Spannende Geschichten sind Zeitverschwendung

Markus Reuter von der Johannes Gutenberg-Universität Mainz hat mir einige Fragen gestellt. Dies geschah im Zuge einer Recherche für einen gemeinsamen Vortrag mit Dr. Katja Schupp zum Thema „Impact on the audience“. Ich hatte großen Spass, die Fragen zu beantworten und ich hoffe, sie können ein etwas anderes Licht auf die Frage werfen, wie man sein Publikum erreicht.

Markus Reuter     Bieten Webdokus besondere Möglichkeiten für eine Wirkung auf die Gesellschaft und/oder das Individuum und warum (nicht)?
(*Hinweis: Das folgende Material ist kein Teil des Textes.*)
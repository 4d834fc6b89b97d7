#[cfg(feature = "trace")]
use std::path::Path;
#[cfg(feature = "trace")]
use std::sync::Once;

#[cfg(feature = "trace")]
static INIT: Once = Once::new();

#[cfg(feature = "trace")]
pub fn init_tracing(log_dir: &Path) {
    INIT.call_once(|| {
        let file_appender = tracing_appender::rolling::never(log_dir, "lexfield-trace.jsonl");
        let (non_blocking, guard) = tracing_appender::non_blocking(file_appender);
        std::mem::forget(guard); // batch runs end with the process anyway

        tracing_subscriber::fmt()
            .json()
            .with_writer(non_blocking)
            .with_target(true)
            .with_span_events(tracing_subscriber::fmt::format::FmtSpan::CLOSE)
            .with_env_filter(
                tracing_subscriber::EnvFilter::try_from_default_env()
                    .unwrap_or_else(|_| tracing_subscriber::EnvFilter::new("lexfield=debug")),
            )
            .init();
    });
}

#[cfg(not(feature = "trace"))]
pub fn init_tracing(_log_dir: &std::path::Path) {}
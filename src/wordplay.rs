//! Derived orthographic keys: anagram, rhyme, letter count.
//!
//! All three key off [`crate::grapheme::canonical`], so diacritic markers
//! and punctuation never influence sorting or reversal.

use crate::grapheme::canonical;

/// Canonical anagram key: the word's canonical letters in sorted order.
/// Two words are anagrams exactly when their keys are equal.
pub fn anagram_key(s: &str) -> String {
    let mut letters: Vec<char> = canonical(s).chars().collect();
    letters.sort_unstable();
    letters.into_iter().collect()
}

/// Rhyme key: the canonical form read right to left, for rhyme-dictionary
/// ordering.
pub fn rhyme_key(s: &str) -> String {
    canonical(s).chars().rev().collect()
}

/// Number of letters in the canonical form.
pub fn letter_count(s: &str) -> usize {
    canonical(s).chars().count()
}

#[cfg(test)]
mod tests {
    use super::*;

    #[test]
    fn test_anagram_key() {
        assert_eq!(anagram_key("listen"), "eilnst");
        assert_eq!(anagram_key("silent"), "eilnst");
        assert_eq!(anagram_key("enlist"), anagram_key("Listen"));
    }

    #[test]
    fn test_anagram_key_ignores_non_letters() {
        assert_eq!(anagram_key("ad-lib"), anagram_key("bilda"));
    }

    #[test]
    fn test_rhyme_key() {
        assert_eq!(rhyme_key("abandon"), "nodnaba");
        assert_eq!(rhyme_key("Ban-dit"), "tidnab");
    }

    #[test]
    fn test_letter_count() {
        assert_eq!(letter_count("abandon"), 7);
        assert_eq!(letter_count("ad hoc"), 5);
        assert_eq!(letter_count(""), 0);
    }
}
Florian Thalhofer     Neue Arten des Erzählens ermöglichen es, Zusammenhänge neu sehen und denken zu können. Die alte Art – ergänzt um die neue Art – führt, wenn man es richtig macht, zu einer Erweiterung des Blicks. ‘Richtig machen’ bedeutet, dass man das Nichtlineare einsetzt um zu beobachten, das Lineare, um zu beurteilen/zu erklären. Wenn man das durcheinanderbringt entsteht Chaos. Genau das passiert zur Zeit  – man kann die Auswirkungen wunderbar beobachten.

Markus Reuter     Stellst Du Dir die Frage nach der Wirkung Deiner Webdokus, ist es für Dich eine wichtige Frage?

Florian Thalhofer     Ja, das ist eine sehr wichtige Frage und der Kern der Arbeit des Korsakow Instituts. Doch es geht dabei nicht um die kurzfristige Wirkung, die derartige Erzählweisen auf den Menschen haben (die Zuschauer finden die Geschichten spannend, unterhaltsam, klicken irgendwohin). Die Gesellschaft formend sind die langfristigen Auswirkungen, die verschiedene Arten der Narration auf das Denken haben.

Markus Reuter     Wie willst Du eine Wirkung in Deinem „Korsakow“-Format erreichen? Das ist gerade interessant, weil Du eben keine „Botschaften“-Webdokus machst, sondern den Zuschauer/innen einen möglichst großen Freiraum gibst.

Florian Thalhofer     Ich habe bemerkt, dass sich, durch die Übung mit Korsakow-filmen und anderen narrativen Formate, die eine ähnliche Wirkung haben, das Sehen und Denken, die Toleranz und das Verständnis erhöhen lässt. Diese Wirkung fasziniert mich, diese Wirkung zu verstehen bemühe ich mich.

Spannende, mitreissende Geschichten können diese Wirkung nicht erzeugen. Die gängigen Rezepte, nach denen derzeit Geschichten gestrickt werden, müssen von Grunde auf überdacht werden.

Markus Reuter     Ist es vielleicht erst einmal eine Frage danach, überhaupt ein Publikum zu erreichen und damit eine Frage nach der Distribution?

Florian Thalhofer     Wenn man die Frage, wie man am besten ein Publikum erreicht, an den Beginn der Arbeit stellt, wird diese Frage das Ergebnis formen. Ziel meiner erzählerischen Projekten ist es, relevante Werke zu schaffen. Die Frage nach dem Publikum ist nicht hilfreich, um dieses Ziel zu erreichen. Es scheint mir vielmehr offensichtlich, dass die gängigen Rezepte, Aufmerksamkeit zu steigern, direkt zu irrelevanten Arbeiten führen. Sich als Autor oder Publikum mit irrelevanten Arbeiten zu beschäftigen ist Zeitverschwendung.